Cancer and cardiovascular disease (CVD) share common risk factors such as dyslipidemia, obesity and inflammation. However, the role of pro-atherogenic environment and its associated low-grade inflammation in tumor progression remains underexplored. Here we show that feeding C57BL/6J mice with a non-obesogenic high fat high cholesterol diet (HFHCD) for two weeks to induce mild dyslipidemia, increases the pool of circulating Ly6C(hi) monocytes available for initial melanoma development, in an IL-1 beta-dependent manner. Descendants of circulating myeloid cells, which accumulate in the tumor microenvironment of mice under HFHCD, heighten pro-angiogenic and immunosuppressive activities locally.
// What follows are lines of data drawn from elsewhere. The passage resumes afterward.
//! # Error Types
//!
//! Domain-specific error types for meridian-core.
//!
//! ## Error Hierarchy
//! ```text
//! ┌─────────────────────────────────────────────────────────────────────────┐
//! │                         Error Types                                     │
//! │                                                                         │
//! │  meridian-core errors (this file)                                      │
//! │  ├── CoreError        - Business rule violations                       │
//! │  └── ValidationError  - Input validation failures                      │
//! │                                                                         │
//! │  meridian-db errors (separate crate)                                   │
//! │  └── DbError          - Database operation failures                    │
//! │                                                                         │
//! │  meridian-engine errors                                                │
//! │  └── EngineError      - Wraps both for orchestration paths             │
//! │                                                                         │
//! │  Flow: ValidationError → CoreError → EngineError → caller              │
//! └─────────────────────────────────────────────────────────────────────────┘
//! ```
//!
//! ## Design Principles
//! 1. Use `thiserror` for derive macros (not manual impl)
//! 2. Include context in error messages (SKU, numbers, quantities)
//! 3. Errors are enum variants, never String
//! 4. Validation errors are raised before any write; consistency errors
//!    abort the enclosing transaction

use thiserror::Error;

// =============================================================================
// Core Error
// =============================================================================

/// Core business rule violations.
#[derive(Debug, Error)]
pub enum CoreError {
    /// Product cannot be found or is inactive.
    #[error("Product not found: {0}")]
    ProductNotFound(String),

    /// Customer reference does not resolve.
    #[error("Customer not found: {0}")]
    CustomerNotFound(String),

    /// A sale-type deduction would drive stock negative and the product
    /// does not allow backorder.
    #[error("Insufficient stock for {sku}: available {available}, requested {requested}")]
    InsufficientStock {
        sku: String,
        available: i64,
        requested: i64,
    },

    /// Sale not found.
    #[error("Sale not found: {0}")]
    SaleNotFound(String),

    /// Sale is not in a state that allows the requested operation.
    ///
    /// Raised when refunding a voided sale or re-refunding a refunded one.
    #[error("Sale {sale_id} is {current_status}, cannot perform operation")]
    InvalidSaleStatus {
        sale_id: String,
        current_status: String,
    },

    /// Refund not found.
    #[error("Refund not found: {0}")]
    RefundNotFound(String),

    /// Refund is not in a state that allows the requested transition.
    ///
    /// Only pending refunds can be approved or rejected.
    #[error("Refund {refund_id} is {current_status}, cannot perform operation")]
    InvalidRefundStatus {
        refund_id: String,
        current_status: String,
    },

    /// Cumulative refunded quantity would exceed the quantity sold.
    #[error(
        "Refund quantity {requested} exceeds remaining {remaining} on sale line {sale_item_id}"
    )]
    RefundExceedsSold {
        sale_item_id: String,
        remaining: i64,
        requested: i64,
    },

    /// No open drawer session for the (store, cashier) pair.
    #[error("No active drawer session for cashier {cashier_id} at store {store_id}")]
    NoActiveDrawerSession {
        store_id: String,
        cashier_id: String,
    },

    /// Payment set does not cover the sale total.
    #[error("Invalid payment amount: {reason}")]
    InvalidPaymentAmount { reason: String },

    /// Material return request not found or already resolved.
    #[error("Material return {0} not found or already resolved")]
    MaterialReturnNotFound(String),

    /// Validation error (wraps ValidationError).
    #[error("Validation error: {0}")]
    Validation(#[from] ValidationError),
}

// =============================================================================
// Validation Error
// =============================================================================

/// Input validation errors.
///
/// Raised before any write so a malformed request never opens a transaction.
#[derive(Debug, Error)]
pub enum ValidationError {
    /// A required field is missing or empty.
    #[error("{field} is required")]
    Required { field: String },

    /// Field value is too long.
    #[error("{field} must be at most {max} characters")]
    TooLong { field: String, max: usize },

    /// Numeric value is out of range.
    #[error("{field} must be between {min} and {max}")]
    OutOfRange { field: String, min: i64, max: i64 },

    /// Value must be positive.
    #[error("{field} must be positive")]
    MustBePositive { field: String },

    /// Invalid format (e.g., invalid UUID).
    #[error("{field} has invalid format: {reason}")]
    InvalidFormat { field: String, reason: String },

    /// A sale needs at least one line item.
    #[error("sale requires at least one line item")]
    NoLineItems,

    /// A paid sale needs at least one payment.
    #[error("sale requires at least one payment")]
    NoPayments,

    /// A refund needs at least one line item.
    #[error("refund requires at least one line item")]
    NoRefundItems,
}

// =============================================================================
// Result Type Alias
// =============================================================================

/// Convenience type alias for Results with CoreError.
pub type CoreResult<T> = Result<T, CoreError>;

// =============================================================================
// Unit Tests
// =============================================================================

#[cfg(test)]
mod tests {
    use super::*;

    #[test]
    fn test_error_messages() {
        let err = CoreError::InsufficientStock {
            sku: "GRAVEL-20".to_string(),
            available: 3,
            requested: 5,
        };
        assert_eq!(
            err.to_string(),
            "Insufficient stock for GRAVEL-20: available 3, requested 5"
        );
    }

    #[test]
    fn test_validation_error_messages() {
        let err = ValidationError::Required {
            field: "store_id".to_string(),
        };
        assert_eq!(err.to_string(), "store_id is required");

        assert_eq!(
            ValidationError::NoLineItems.to_string(),
            "sale requires at least one line item"
        );
    }

    #[test]
    fn test_validation_converts_to_core_error() {
        let validation_err = ValidationError::NoPayments;
        let core_err: CoreError = validation_err.into();
        assert!(matches!(core_err, CoreError::Validation(_)));
    }
}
Limiting myeloid cell accumulation or targeting VEGF-A production by myeloid cells decrease HFHCD-induced tumor growth acceleration. Reverting the HFHCD to a chow diet at the time of tumor implantation protects against tumor growth. Together, these data shed light on cross-disease communication between cardiovascular pathologies and cancer.

Automated summary

This study reveals the role of pro-atherogenic environment and low-grade inflammation in tumor progression. Feeding mice with a high fat high cholesterol diet increases certain type of monocytes that are available for melanoma development. These cells, which accumulate in the tumor microenvironment, enhance pro-angiogenic and immunosuppressive activities. Limiting their accumulation or targeting specific protein production can slow down tumor growth. These findings shed light on the communication between cardiovascular diseases and cancer.